The type II clustered, regularly interspaced, short palindromic repeat (CRISPR)/ CRISPR-associated protein 9 (Cas9) system is a novel molecular tool for site-specific genome modification. The CRISPR-Cas9 system was recently introduced into plants by transient or stable transformation.


Here, we report gene targeting in rice via the Agrobacterium tumefaciens-mediated CRISPR-Cas9 system. Three 20-nt CRISPR RNAs were designed to pair with diverse sites followed by the protospacer adjacent motif (PAM) of the rice herbicide resistance gene BEL. After integrating the single-guide RNA (sgRNA) and Cas9 cassette in a single binary vector, transgenic rice plants harboring sgRNA:Cas9 were generated by A. tumefaciens-mediated stable transformation. By analyzing the targeting site on the genome of corresponding transgenic plants, the mutations were determined. The mutagenesis efficiency was varied from ~2% to ~16%. Furthermore, phenotypic analysis revealed that the biallelic mutated transgenic plant was sensitive to bentazon.


Our results indicate that the agricultural trait could be purposely modified by sgRNA:Cas9-induced gene targeting. CRISPR-Cas9 system could be exploited as a powerful tool for trait improvements in crop breeding.
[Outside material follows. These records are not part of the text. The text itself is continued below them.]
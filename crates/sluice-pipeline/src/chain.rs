use std::sync::Arc;

use async_trait::async_trait;
use futures_util::future::BoxFuture;

use sluice_core::{Direction, Message, OutboundMessage};

use crate::error::{PipelineError, Result};
use crate::stage::Stage;

/// Terminal consumer of a chain.
///
/// Inbound chains end at the agent handler, outbound chains at the transport
/// sender. Implementations live with the transport/agent collaborators, not
/// here. Delivery errors propagate to the caller of `handle`; the pipeline
/// never retries.
#[async_trait]
pub trait Sink: Send + Sync {
    /// Deliver a fully processed inbound message to the agent.
    async fn deliver(&self, msg: Message) -> Result<()>;

    /// Deliver a processed outbound payload back to the transport.
    async fn deliver_outbound(&self, recipient_id: String, msg: OutboundMessage) -> Result<()>;
}

/// A fully assembled, immutable stage sequence terminating in a [`Sink`].
///
/// Built exactly once (see [`Connector`](crate::connector::Connector)) and
/// safe to share across tasks without further locking: linkage is an index
/// into the owned stage sequence, never a mutable next-pointer.
pub struct Chain {
    stages: Vec<Arc<dyn Stage>>,
    sink: Arc<dyn Sink>,
    direction: Direction,
}

impl Chain {
    pub fn new(
        stages: Vec<Arc<dyn Stage>>,
        sink: Arc<dyn Sink>,
        direction: Direction,
    ) -> Arc<Self> {
        Arc::new(Self {
            stages,
            sink,
            direction,
        })
    }

    /// Direction this chain was assembled for.
    pub fn direction(&self) -> Direction {
        self.direction
    }

    /// Number of configured stages (the sink is not counted).
    pub fn len(&self) -> usize {
        self.stages.len()
    }

    pub fn is_empty(&self) -> bool {
        self.stages.is_empty()
    }

    /// Run an inbound message through the chain, starting at the first
    /// stage. With no stages configured the message goes straight to the
    /// sink.
    pub async fn process(self: &Arc<Self>, msg: Message) -> Result<()> {
        if self.direction != Direction::Inbound {
            return Err(PipelineError::DirectionMismatch {
                built: self.direction,
                requested: Direction::Inbound,
            });
        }
        self.dispatch(0, msg).await
    }

    /// Run an outbound payload through the chain.
    pub async fn process_outbound(
        self: &Arc<Self>,
        recipient_id: String,
        msg: OutboundMessage,
    ) -> Result<()> {
        if self.direction != Direction::Outbound {
            return Err(PipelineError::DirectionMismatch {
                built: self.direction,
                requested: Direction::Outbound,
            });
        }
        self.dispatch_outbound(0, recipient_id, msg).await
    }

    /// Invoke the stage at `index`, or the sink once past the end.
    ///
    /// Boxed because the recursion through `Stage::process_inbound` is
    /// otherwise an infinitely sized future.
    fn dispatch(self: &Arc<Self>, index: usize, msg: Message) -> BoxFuture<'static, Result<()>> {
        let chain = Arc::clone(self);
        Box::pin(async move {
            match chain.stages.get(index) {
                Some(stage) => {
                    let next = Next {
                        chain: Arc::clone(&chain),
                        index: index + 1,
                    };
                    stage.process_inbound(msg, next).await
                }
                None => chain.sink.deliver(msg).await,
            }
        })
    }

    fn dispatch_outbound(
        self: &Arc<Self>,
        index: usize,
        recipient_id: String,
        msg: OutboundMessage,
    ) -> BoxFuture<'static, Result<()>> {
        let chain = Arc::clone(self);
        Box::pin(async move {
            match chain.stages.get(index) {
                Some(stage) => {
                    let next = Next {
                        chain: Arc::clone(&chain),
                        index: index + 1,
                    };
                    stage.process_outbound(recipient_id, msg, next).await
                }
                None => chain.sink.deliver_outbound(recipient_id, msg).await,
            }
        })
    }
}

/// Invocation handle a stage uses to continue the chain.
///
/// Cheap to clone; holding one (as the coalescer's timers do) keeps the
/// chain alive.
#[derive(Clone)]
pub struct Next {
    chain: Arc<Chain>,
    index: usize,
}

impl Next {
    #[cfg(test)]
    pub(crate) fn at(chain: Arc<Chain>, index: usize) -> Self {
        Self { chain, index }
    }

    /// Hand the (possibly mutated) message to the following stage, or the
    /// sink when this was the last stage.
    pub async fn forward(self, msg: Message) -> Result<()> {
        self.chain.dispatch(self.index, msg).await
    }

    pub async fn forward_outbound(self, recipient_id: String, msg: OutboundMessage) -> Result<()> {
        self.chain
            .dispatch_outbound(self.index, recipient_id, msg)
            .await
    }
}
Increases in the human population as well as in extreme weather events require the sustaining improvement of crop varieties. A directed, rapid, and low-cost method is critical for updating high-yield, multi-stress resistant varieties. Molecular marker-assisted selection (MAS) and genetic modification (GM) methods have advantages in capturing favorable agricultural traits. However, the targeted editing technology of key functional genes promises to be a powerful tool in accelerating varietal improvement. Zinc finger nucleases (ZFNs) and transcriptional activator-like effector nucleases (TALENs) have proven to be effective in plant-targeted genome editing (Chen and Gao [2013]; Li et al. [2012]; Shan et al. [2013a]; Zhang et al. [2013]); however, a simple, affordable, and high-throughput method is still needed. Recently, the bacterial type II clustered, regularly interspaced, short palindromic repeat (CRISPR)/CRISPR-associated protein (Cas) system has attracted attention due to its ability to induce sequence-specific genome editing. The site specificity is defined by the complementary base pairing of a small CRISPR RNA (crRNA). After annealing to a trans-activating crRNA (tracrRNA), the crRNA directly guides the Cas9 endonuclease to cleave the target DNA sequence. In humans, zebrafish, Drosophila, mice, and rats, genome editing can be achieved by simply combining an engineered Streptococcus pyogenes Cas9 (SpCas9) and a synthetic single-guide RNA (sgRNA) consisting of the crRNA and the tracrRNA (Cong et al. [2013]; Feng et al. [2013]; Gratz et al. [2013]; Li et al. [2013a]; Wang et al. [2013]; Xiao et al. [2013]). The CRISPR/Cas9-induced genome editing was also recently performed in model plants (e.g., Arabidopsis, Nicotiana benthamiana) and crops (including wheat, rice and sorghum) by transient or stable transformation (Belhaj et al. [2013]; Feng et al. [2013]; Jiang et al. [2013]; Li et al. [2013b]; Mao et al. [2013]; Miao et al. [2013]; Nekrasov et al. [2013]; Shan et al. [2013b]; Xie and Yang [2013]). Here, we demonstrate that the CRISPR/Cas9 system could achieve efficient gene targeting in rice and modify the corresponding agricultural trait by Agrobacterium tumefaciens-mediated stable transformation.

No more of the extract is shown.